"Hearts on Fire" is a song by American DJ and producer Illenium and Canadian producer Dabin featuring Canadian singer-songwriter Lights. It was released on December 25, 2020 via 12 Tone Music and Warner Records. The song was written by Illenium, Dabin, Lights, Taylor Dearman and produced by Illenium and Dabin.

Background
About the song, Dabin shared in Instagram: "Nick and I always talked about making something but we could never find the right moment. With both of us being stuck at home it was the perfect opportunity to start something together and we’re so happy with how this one turned out."

Content
The song told a story of difficult relationship filled with uncertainties, and the chorus pleaded for clarity, asked for a sign which the relationship was still strong.

Composition
The song merges melodic dubstep, rock and pop, and it features multi instrumentalist and producer Dabin strumming out guitar riffs along with Lights' vocals.
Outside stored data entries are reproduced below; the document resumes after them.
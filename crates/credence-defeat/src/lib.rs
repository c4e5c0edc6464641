//! Credence Defeat
//!
//! Defeasible reasoning over confidence values: which defeaters are in force,
//! what they do to a confidence value, and how the defeat of one claim spreads
//! through the claims that rely on it.
//!
//! # Overview
//!
//! The crate has three layers:
//! - **Meta-defeat resolution**: a defeater can itself be defeated, which
//!   reinstates whatever it defeated. [`is_defeater_active`] resolves this
//!   relation, cycles included, without recursion.
//! - **Confidence impact**: [`apply_defeater_to_confidence`] reduces a
//!   confidence value according to the defeater's severity and records the
//!   application so it can be found ([`find_defeaters_in_confidence`]) and
//!   undone ([`remove_defeater_from_confidence`]) later.
//! - **Transitive propagation**: [`propagate_defeat`] walks the claim graph
//!   breadth first; [`apply_transitive_defeat`] marks the claims it reaches
//!   as stale.
//!
//! ## Edge semantics
//!
//! | Edge | Direction followed | Suggested action |
//! |------|--------------------|------------------|
//! | `depends_on` | into the defeated claim | mark stale |
//! | `assumes` | into the defeated claim | investigate |
//! | `supports` | out of the defeated claim | revalidate |
//!
//! # Usage
//!
//! ```
//! use credence_defeat::{apply_transitive_defeat, PropagationConfig};
//! use credence_domain::{AbsentReason, Claim, ClaimGraph, ClaimId, ClaimStatus, ConfidenceValue, EdgeType, EvidenceEdge};
//! use credence_store::SqliteStore;
//!
//! # fn main() -> Result<(), Box<dyn std::error::Error>> {
//! let mut store = SqliteStore::new(":memory:")?;
//! let confidence = ConfidenceValue::absent(AbsentReason::Uncalibrated);
//! store.upsert_claim(Claim::new("a".into(), "repo", "parser is total", confidence.clone(), 0))?;
//! store.upsert_claim(Claim::new("b".into(), "repo", "lexer is total", confidence, 0))?;
//! store.upsert_edge(EvidenceEdge::new("b".into(), "a".into(), EdgeType::DependsOn, 1.0, 0))?;
//!
//! let report = apply_transitive_defeat(&mut store, &ClaimId::from("a"), &PropagationConfig::default())?;
//! assert_eq!(report.staled_count, 1);
//! assert_eq!(store.get_claim(&ClaimId::from("b"))?.unwrap().status, ClaimStatus::Stale);
//! # Ok(())
//! # }
//! ```
//!
//! # Configuration
//!
//! Propagation can be configured via TOML:
//!
//! ```toml
//! [propagation]
//! max_depth = 10
//! materialize_defeaters = true
//! base_reduction = 0.3
//! depth_decay = 0.5
//! ```

#![warn(missing_docs)]

mod config;
mod error;
mod impact;
mod meta;
mod propagation;

pub use config::PropagationConfig;
pub use error::DefeatError;
pub use impact::{
    apply_active_defeaters, apply_defeater_to_confidence, apply_defeaters_to_confidence,
    find_defeaters_in_confidence, remove_defeater_from_confidence, DefeatOutcome,
    DefeaterApplication,
};
pub use meta::{
    activate_defeater, add_meta_defeater, get_effectively_active_defeaters, ignore_defeater,
    is_defeater_active, remove_meta_defeater, resolve_defeater,
};
pub use propagation::{
    apply_transitive_defeat, get_dependency_graph, propagate_defeat, AffectedClaim,
    DependencyGraph, Direction, GraphNode, SuggestedAction, TransitiveDefeatReport,
};
//! CLI command definitions and argument parsing.

use clap::{Args, Parser, Subcommand};
use std::path::PathBuf;

/// Credence CLI - Measure calibration and trace defeat through claim graphs.
#[derive(Debug, Parser)]
#[command(name = "credence")]
#[command(version, about, long_about = None)]
pub struct Cli {
    /// Output format
    #[arg(short, long, value_enum, global = true)]
    pub format: Option<CliFormat>,

    /// Disable colored output
    #[arg(long, global = true)]
    pub no_color: bool,

    /// Configuration file path
    #[arg(short, long, global = true, env = "CREDENCE_CONFIG")]
    pub config: Option<PathBuf>,

    /// Claim database path (overrides the configuration)
    #[arg(short, long, global = true, env = "CREDENCE_DB")]
    pub database: Option<PathBuf>,

    /// Increase log verbosity (-v info, -vv debug, -vvv trace)
    #[arg(short, long, global = true, action = clap::ArgAction::Count)]
    pub verbose: u8,

    #[command(subcommand)]
    pub command: Command,
}

/// Output format options.
#[derive(Debug, Clone, Copy, clap::ValueEnum)]
pub enum CliFormat {
    /// Table format (default)
    Table,
    /// JSON format
    Json,
    /// Quiet format (headline numbers or IDs only)
    Quiet,
}

/// CLI commands.
#[derive(Debug, Subcommand)]
pub enum Command {
    /// Compute a calibration curve and report from labelled samples
    Calibrate(CalibrateArgs),

    /// Fit an isotonic mapping from raw scores to probabilities
    Isotonic(IsotonicArgs),

    /// Compute the kernel-smoothed calibration error
    SmoothEce(SmoothEceArgs),

    /// Samples needed to calibrate within a tolerance
    Requirements(RequirementsArgs),

    /// Show the bootstrap calibration tier for a dataset size
    Bootstrap(BootstrapArgs),

    /// Load claims and edges into the claim database
    Load(LoadArgs),

    /// List claims in the claim database
    Claims(ClaimsArgs),

    /// Trace the claims affected by defeating a claim
    Propagate(PropagateArgs),

    /// Show the dependency graph around a claim
    Graph(GraphArgs),

    /// Manage the configuration file
    Config(ConfigArgs),
}

/// Input for commands that read a JSON array.
#[derive(Debug, Args)]
pub struct InputArgs {
    /// JSON file to read; `-` reads stdin
    pub file: String,
}

/// Arguments for the calibrate command.
#[derive(Debug, Parser)]
pub struct CalibrateArgs {
    #[command(flatten)]
    pub input: InputArgs,

    /// Number of equal-width buckets
    #[arg(short, long)]
    pub buckets: Option<usize>,

    /// Dataset name for the report
    #[arg(long, default_value = "default")]
    pub dataset: String,

    /// Maximum ECE still considered calibrated
    #[arg(long, default_value = "0.05")]
    pub max_ece: f64,
}

/// Arguments for the isotonic command.
#[derive(Debug, Parser)]
pub struct IsotonicArgs {
    #[command(flatten)]
    pub input: InputArgs,

    /// Raw scores to map through the fitted mapping
    #[arg(short, long, num_args = 1.., value_delimiter = ',')]
    pub apply: Vec<f64>,
}

/// Arguments for the smooth-ece command.
#[derive(Debug, Parser)]
pub struct SmoothEceArgs {
    #[command(flatten)]
    pub input: InputArgs,

    /// Kernel bandwidth (Silverman's rule when omitted)
    #[arg(long)]
    pub bandwidth: Option<f64>,

    /// Smoothing kernel
    #[arg(short, long, value_enum)]
    pub kernel: Option<KernelArg>,

    /// Grid points over [0, 1]
    #[arg(long)]
    pub points: Option<usize>,
}

/// Arguments for the requirements command.
#[derive(Debug, Parser)]
pub struct RequirementsArgs {
    /// Tolerance on each bucket's accuracy
    #[arg(short, long, default_value = "0.05")]
    pub epsilon: f64,

    /// Confidence level 1 - delta
    #[arg(long, default_value = "0.95")]
    pub confidence: f64,

    /// Number of buckets that must hold simultaneously
    #[arg(short, long)]
    pub bins: Option<u32>,

    /// Samples available per bucket, to check against the bound
    #[arg(short, long)]
    pub actual: Option<usize>,
}

/// Arguments for the bootstrap command.
#[derive(Debug, Parser)]
pub struct BootstrapArgs {
    /// Number of labelled samples
    pub samples: usize,
}

/// Arguments for the load command.
#[derive(Debug, Parser)]
pub struct LoadArgs {
    #[command(flatten)]
    pub input: InputArgs,

    /// Namespace for claims that do not name one
    #[arg(short, long, default_value = "default")]
    pub namespace: String,
}

/// Arguments for the claims command.
#[derive(Debug, Parser)]
pub struct ClaimsArgs {
    /// Filter by namespace prefix
    #[arg(short, long)]
    pub namespace: Option<String>,

    /// Filter by status
    #[arg(short, long)]
    pub status: Option<String>,

    /// Maximum number of results
    #[arg(short, long)]
    pub limit: Option<usize>,
}

/// Arguments for the propagate command.
#[derive(Debug, Parser)]
pub struct PropagateArgs {
    /// ID of the defeated claim
    pub claim_id: String,

    /// Dependency levels to follow (overrides the configuration)
    #[arg(long)]
    pub depth: Option<usize>,

    /// Mark affected claims stale instead of only reporting them
    #[arg(long)]
    pub apply: bool,
}

/// Arguments for the graph command.
#[derive(Debug, Parser)]
pub struct GraphArgs {
    /// Root claim ID
    pub claim_id: String,

    /// Follow what the claim relies on instead of what relies on it
    #[arg(short, long)]
    pub upstream: bool,

    /// Dependency levels to follow (overrides the configuration)
    #[arg(long)]
    pub depth: Option<usize>,
}

/// Arguments for configuration management.
#[derive(Debug, Parser)]
pub struct ConfigArgs {
    #[command(subcommand)]
    pub action: ConfigAction,
}

/// Configuration management actions.
#[derive(Debug, Subcommand)]
pub enum ConfigAction {
    /// Show the effective configuration
    Show,

    /// Show the configuration file path
    Path,

    /// Write a default configuration file
    Init {
        /// Overwrite an existing file
        #[arg(long)]
        force: bool,
    },
}

/// Kernel argument.
#[derive(Debug, Clone, Copy, clap::ValueEnum)]
pub enum KernelArg {
    /// Gaussian kernel
    Gaussian,
    /// Epanechnikov kernel
    Epanechnikov,
}

impl From<CliFormat> for crate::config::OutputFormat {
    fn from(format: CliFormat) -> Self {
        match format {
            CliFormat::Table => crate::config::OutputFormat::Table,
            CliFormat::Json => crate::config::OutputFormat::Json,
            CliFormat::Quiet => crate::config::OutputFormat::Quiet,
        }
    }
}

impl From<KernelArg> for credence_calibration::KernelType {
    fn from(kernel: KernelArg) -> Self {
        match kernel {
            KernelArg::Gaussian => credence_calibration::KernelType::Gaussian,
            KernelArg::Epanechnikov => credence_calibration::KernelType::Epanechnikov,
        }
    }
}

#[cfg(test)]
mod tests {
    use super::*;

    #[test]
    fn test_command_definitions() {
        use clap::CommandFactory;
        Cli::command().debug_assert();
    }

    #[test]
    fn test_calibrate_command() {
        let cli = Cli::parse_from(["credence", "calibrate", "samples.json", "--buckets", "5"]);
        match cli.command {
            Command::Calibrate(args) => {
                assert_eq!(args.input.file, "samples.json");
                assert_eq!(args.buckets, Some(5));
                assert_eq!(args.max_ece, 0.05);
            }
            _ => panic!("Expected Calibrate command"),
        }
    }

    #[test]
    fn test_isotonic_apply_list() {
        let cli = Cli::parse_from(["credence", "isotonic", "-", "--apply", "0.2,0.8"]);
        match cli.command {
            Command::Isotonic(args) => assert_eq!(args.apply, vec![0.2, 0.8]),
            _ => panic!("Expected Isotonic command"),
        }
    }

    #[test]
    fn test_global_flags() {
        let cli = Cli::parse_from(["credence", "-vv", "propagate", "claim-1", "--format", "json", "--apply"]);
        assert_eq!(cli.verbose, 2);
        assert!(matches!(cli.format, Some(CliFormat::Json)));
        match cli.command {
            Command::Propagate(args) => {
                assert_eq!(args.claim_id, "claim-1");
                assert!(args.apply);
            }
            _ => panic!("Expected Propagate command"),
        }
    }

    #[test]
    fn test_kernel_conversion() {
        let kernel: credence_calibration::KernelType = KernelArg::Epanechnikov.into();
        assert_eq!(kernel, credence_calibration::KernelType::Epanechnikov);
    }
}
This one is more of a slow burn that progresses along with heart-wrenching vocals and swelling synths and is punctuated with spurts of powerful guitar chords and drum crashes.

Music video
The music video premiered on January 14, 2021, directed by Caleb Mallery and produced visual effects by Nic Torres and Fractal VFX. Two separated lovers seek out each other once more. Sparks fly when the protagonists finally find each other in a room with an alluring, glowing orb as a mysterious figure reignites their flame.

Charts

Weekly charts

Year-end charts

References

2020 singles
2020 songs
Illenium songs
Lights (musician) songs
Songs written by Illenium
Songs written by Lights (musician)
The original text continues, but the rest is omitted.